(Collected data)
# # # #

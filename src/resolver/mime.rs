//! Content-type sniffing from leading bytes.
//!
//! Only the first [`SNIFF_LEN`] bytes are inspected. The result is a bare
//! MIME type (plus a charset parameter for text), suitable for
//! [`FileResolver::files_by_mime_type`](super::FileResolver::files_by_mime_type).

/// Number of leading bytes inspected.
pub const SNIFF_LEN: usize = 3072;

pub const OCTET_STREAM: &str = "application/octet-stream";
pub const TEXT_PLAIN: &str = "text/plain";
pub const TEXT_UTF8: &str = "text/plain; charset=utf-8";

/// Sniff the MIME type of `content`.
#[must_use]
pub fn sniff(content: &[u8]) -> &'static str {
    if content.is_empty() {
        return TEXT_PLAIN;
    }
    let head = &content[..content.len().min(SNIFF_LEN)];

    if let Some(mime) = sniff_binary(head) {
        return mime;
    }
    if let Some(mime) = sniff_script(head) {
        return mime;
    }
    if head.starts_with(b"<?xml") {
        return "text/xml; charset=utf-8";
    }
    if is_text(head, content.len() > SNIFF_LEN) {
        return TEXT_UTF8;
    }
    OCTET_STREAM
}

fn sniff_binary(head: &[u8]) -> Option<&'static str> {
    if head.starts_with(b"\x7fELF") {
        return Some(elf_type(head));
    }
    if is_macho(head) {
        return Some("application/x-mach-binary");
    }
    if head.starts_with(b"\xca\xfe\xba\xbe") {
        // Shared by fat Mach-O and Java classes; classes carry a major version >= 45.
        let second = head.get(4..8).map(|b| u32::from_be_bytes([b[0], b[1], b[2], b[3]]));
        return Some(match second {
            Some(n) if n < 45 => "application/x-mach-binary",
            _ => "application/x-java-applet",
        });
    }
    if head.starts_with(b"MZ") {
        return Some("application/vnd.microsoft.portable-executable");
    }
    if head.starts_with(b"PK\x03\x04") {
        if contains(head, b"META-INF/") {
            return Some("application/jar");
        }
        return Some("application/zip");
    }
    if head.starts_with(b"\x1f\x8b") {
        return Some("application/gzip");
    }
    if head.starts_with(b"BZh") {
        return Some("application/x-bzip2");
    }
    if head.starts_with(b"\xfd7zXZ\x00") {
        return Some("application/x-xz");
    }
    if head.starts_with(b"\x28\xb5\x2f\xfd") {
        return Some("application/zstd");
    }
    if head.starts_with(b"!<arch>\n") {
        if head.get(8..21) == Some(b"debian-binary".as_slice()) {
            return Some("application/vnd.debian.binary-package");
        }
        return Some("application/x-archive");
    }
    if head.starts_with(b"\xed\xab\xee\xdb") {
        return Some("application/x-rpm");
    }
    if head.get(257..262) == Some(b"ustar".as_slice()) {
        return Some("application/x-tar");
    }
    None
}

fn elf_type(head: &[u8]) -> &'static str {
    // e_type sits at offset 16, in the byte order named by EI_DATA.
    let Some(raw) = head.get(16..18) else {
        return "application/x-elf";
    };
    let e_type = match head.get(5) {
        Some(2) => u16::from_be_bytes([raw[0], raw[1]]),
        _ => u16::from_le_bytes([raw[0], raw[1]]),
    };
    match e_type {
        1 => "application/x-object",
        2 => "application/x-executable",
        3 => "application/x-sharedlib",
        4 => "application/x-coredump",
        _ => "application/x-elf",
    }
}

fn is_macho(head: &[u8]) -> bool {
    const MAGICS: [[u8; 4]; 4] = [
        [0xfe, 0xed, 0xfa, 0xce],
        [0xfe, 0xed, 0xfa, 0xcf],
        [0xce, 0xfa, 0xed, 0xfe],
        [0xcf, 0xfa, 0xed, 0xfe],
    ];
    MAGICS.iter().any(|m| head.starts_with(m))
}

fn sniff_script(head: &[u8]) -> Option<&'static str> {
    let rest = head.strip_prefix(b"#!")?;
    let line_end = rest.iter().position(|&b| b == b'\n').unwrap_or(rest.len());
    let line = std::str::from_utf8(&rest[..line_end]).ok()?;
    let mut words = line.split_whitespace();
    let program = words.next()?;
    let interpreter = match program.rsplit('/').next() {
        Some("env") => words.next().unwrap_or(""),
        Some(name) => name,
        None => "",
    };
    let mime = if interpreter.starts_with("python") {
        "text/x-python"
    } else if interpreter.starts_with("perl") {
        "text/x-perl"
    } else if matches!(interpreter, "sh" | "bash" | "dash" | "zsh" | "ash" | "ksh") {
        "text/x-shellscript"
    } else {
        return None;
    };
    Some(mime)
}

fn is_text(head: &[u8], truncated: bool) -> bool {
    if head.contains(&0) {
        return false;
    }
    match std::str::from_utf8(head) {
        Ok(_) => true,
        // A window cut through a multi-byte sequence is still text.
        Err(e) => truncated && e.error_len().is_none(),
    }
}

fn contains(haystack: &[u8], needle: &[u8]) -> bool {
    haystack.windows(needle.len()).any(|w| w == needle)
}
#![no_main]
use libfuzzer_sys::fuzz_target;
use sbom_catalog::config::ArchiveConfig;
use sbom_catalog::{ArchiveResolver, CancellationToken, FileResolver};

/// Fuzz archive indexing with arbitrary bytes.
///
/// Malformed input must surface as a build error, never a panic, and any
/// partial index must still answer queries.
fuzz_target!(|data: &[u8]| {
    let config = ArchiveConfig {
        max_entry_bytes: Some(1 << 20),
        ..ArchiveConfig::default()
    };
    let resolver = match ArchiveResolver::from_reader_auto(data, &config) {
        Ok(resolver) => resolver,
        Err(err) => err.into_partial(),
    };
    let names: Vec<String> = resolver.entries().map(|e| e.name.clone()).collect();
    for name in &names {
        let _ = resolver.files_by_path(&[name.as_str()]);
        let _ = resolver.has_path(name);
    }
    let _ = resolver.files_by_mime_type(&["text/plain"]);
    let _ = resolver.all_locations(&CancellationToken::new()).count();
});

# # # #

§ WORK REQUEST:
Repeat exactly the lines above from the one with "is still text." up to and including the one with "panic, and any". No other line belongs in the reply.

§ ANSWER TO THIS PROBLEM:
        // A window cut through a multi-byte sequence is still text.
        Err(e) => truncated && e.error_len().is_none(),
    }
}

fn contains(haystack: &[u8], needle: &[u8]) -> bool {
    haystack.windows(needle.len()).any(|w| w == needle)
}
#![no_main]
use libfuzzer_sys::fuzz_target;
use sbom_catalog::config::ArchiveConfig;
use sbom_catalog::{ArchiveResolver, CancellationToken, FileResolver};

/// Fuzz archive indexing with arbitrary bytes.
///
/// Malformed input must surface as a build error, never a panic, and any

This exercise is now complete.